Plz could u send me the copy of this?
the first step until the end.
URGENT!!!!
thanks a lot….
Hi Cindy,
I’m sorry but I don’t have any detailed instructions on setting up a router initially step by step. But if want to have a router set up the same as what I did you can basically copy and paste the initial config that I provided into the router console at the “configure terminal” prompt. One thing that I may not have included in the article is configuring vlan’s, before you copy the config you will need to set up the non-standard vlan 10 that I used in the vlan database of the router. This can different depending on the switch/router hardware involved, but for this GNS3 router with the NM16-ESW switch module at the enable mode you would enter something like:
vlan database
vlan 10
apply
Also I would highly recommend checking out the excellent documentation and videos that you can find over at the GNS3 website, http://www.gns3.net/. They have a lot of detail including how to set up GNS3 from scratch including the initial router configuration all the way up to very advanced network topology scenarios.
Best Wishes,
Aaron
Hi Aaron,
I want to know how did you connect the two clouds the vlan clouds and external clouds. Which interfaces you used for the two clouds?
Hi Waple,
It’s been a while since I have done anything in GNS3. But from what I can remember I believe I had to tie each cloud to a network device configured on the system running GNS3. It could be an actual physical NIC, or if you are running this on Windows you could install the Microsoft loopback adapter as an additional NIC. If you are in a virtual machine you could make network interfaces within that. Also if you have something like VMware Workstation/Server installed on a host and run GNS3 there you to create several private “host only” network adapters.
Best Wishes,
Aaron
What if I need to enter a password for the router? Where do I key it in and how do I do it?

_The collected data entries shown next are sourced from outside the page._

//! Display formatting for terminal output
//!
//! Renders record lists as tables for the CLI.

pub mod expense;
pub mod project;
pub mod verification;

pub use expense::{
    format_expense_report_list, format_fixed_expense_list, format_personal_expense_list,
};
pub use project::{format_company_project_list, format_project_list};
pub use verification::format_verification_report;

use chrono::NaiveDate;
use tabled::settings::object::Columns;
use tabled::settings::{Alignment, Style};
use tabled::{Table, Tabled};

use crate::config::settings::Settings;
use crate::models::Money;

fn money(settings: &Settings, amount: Money) -> String {
    amount.format_with_symbol(&settings.currency_symbol)
}

fn date(settings: &Settings, date: Option<NaiveDate>) -> String {
    date.map(|d| d.format(&settings.date_format).to_string())
        .unwrap_or_else(|| "-".to_string())
}

/// Build a table, right-aligning the given amount columns
fn render<T: Tabled>(rows: Vec<T>, amount_columns: &[usize]) -> String {
    let mut table = Table::new(rows);
    table.with(Style::psql());
    for &column in amount_columns {
        table.modify(Columns::single(column), Alignment::right());
    }
    table.to_string()
}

@ papa..Read the article attentively..then You will get your answer.
hi Aaron, thanks for your blog, i need help
i traying configure a cisco 887 and i have a problem in this part:
ISATELNET#conf term
Enter configuration commands, one per line. End with CNTL/Z.

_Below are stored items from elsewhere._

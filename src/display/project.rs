//! Project display formatting

use tabled::Tabled;

use super::{date, money, render};
use crate::config::settings::Settings;
use crate::models::{CompanyProject, PersonalProject};

#[derive(Tabled)]
struct ProjectRow {
    #[tabled(rename = "ID")]
    id: String,
    #[tabled(rename = "Owner")]
    owner: String,
    #[tabled(rename = "Client")]
    client: String,
    #[tabled(rename = "Description")]
    description: String,
    #[tabled(rename = "Amount")]
    amount: String,
    #[tabled(rename = "Status")]
    status: String,
    #[tabled(rename = "Invoiced")]
    invoice_date: String,
    #[tabled(rename = "Paid")]
    payment_date: String,
}

/// Format personal projects as a table
pub fn format_project_list(projects: &[PersonalProject], settings: &Settings) -> String {
    if projects.is_empty() {
        return "No projects found.".to_string();
    }

    let rows: Vec<_> = projects
        .iter()
        .map(|p| ProjectRow {
            id: p.id.to_string(),
            owner: settings.partner_name(p.owner).to_string(),
            client: p.client.clone(),
            description: p.description.clone(),
            amount: money(settings, p.amount),
            status: p.status.to_string(),
            invoice_date: date(settings, p.invoice_date),
            payment_date: date(settings, p.payment_date),
        })
        .collect();

    render(rows, &[4])
}

#[derive(Tabled)]
struct CompanyProjectRow {
    #[tabled(rename = "ID")]
    id: String,
    #[tabled(rename = "Client")]
    client: String,
    #[tabled(rename = "Description")]
    description: String,
    #[tabled(rename = "Amount")]
    amount: String,
    #[tabled(rename = "Bonus A")]
    bonus_a: String,
    #[tabled(rename = "Bonus B")]
    bonus_b: String,
    #[tabled(rename = "Status")]
    status: String,
    #[tabled(rename = "Invoiced")]
    invoice_date: String,
}

/// Format company projects with their bonuses as a table
pub fn format_company_project_list(projects: &[CompanyProject], settings: &Settings) -> String {
    if projects.is_empty() {
        return "No company projects found.".to_string();
    }

    let rows: Vec<_> = projects
        .iter()
        .map(|p| CompanyProjectRow {
            id: p.id.to_string(),
            client: p.client.clone(),
            description: p.description.clone(),
            amount: money(settings, p.amount),
            bonus_a: money(settings, p.bonus_a),
            bonus_b: money(settings, p.bonus_b),
            status: p.status.to_string(),
            invoice_date: date(settings, p.invoice_date),
        })
        .collect();

    render(rows, &[3, 4, 5])
}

ISATELNET(config)# interface Virtual-Template1
ISATELNET(config-if)#ip unnumbered Vlan 1
ISATELNET(config-if)#peer default ip address pool PPTP-VPN-POOL
^
% Invalid input detected at ‘^’ marker.
ISATELNET(config-if)#ppp encrypt mppe 128
^
% Invalid input detected at ‘^’ marker.
ISATELNET(config-if)# ppp authentication ms-chap-v2
^
% Invalid input detected at ‘^’ marker.
put “marker” in the P
Vlan is the Lan where i have my LAN, can you help me thanks
traslated with google
How do I surf the internet using the tunnel, ie, I want to navigate using the remote connection and not the local connection. I noticed that when configuring pptp server VPDN remote hosts do not get the default gateway. The question is, how do I navigate the internet using remote access (through vpn tunnel).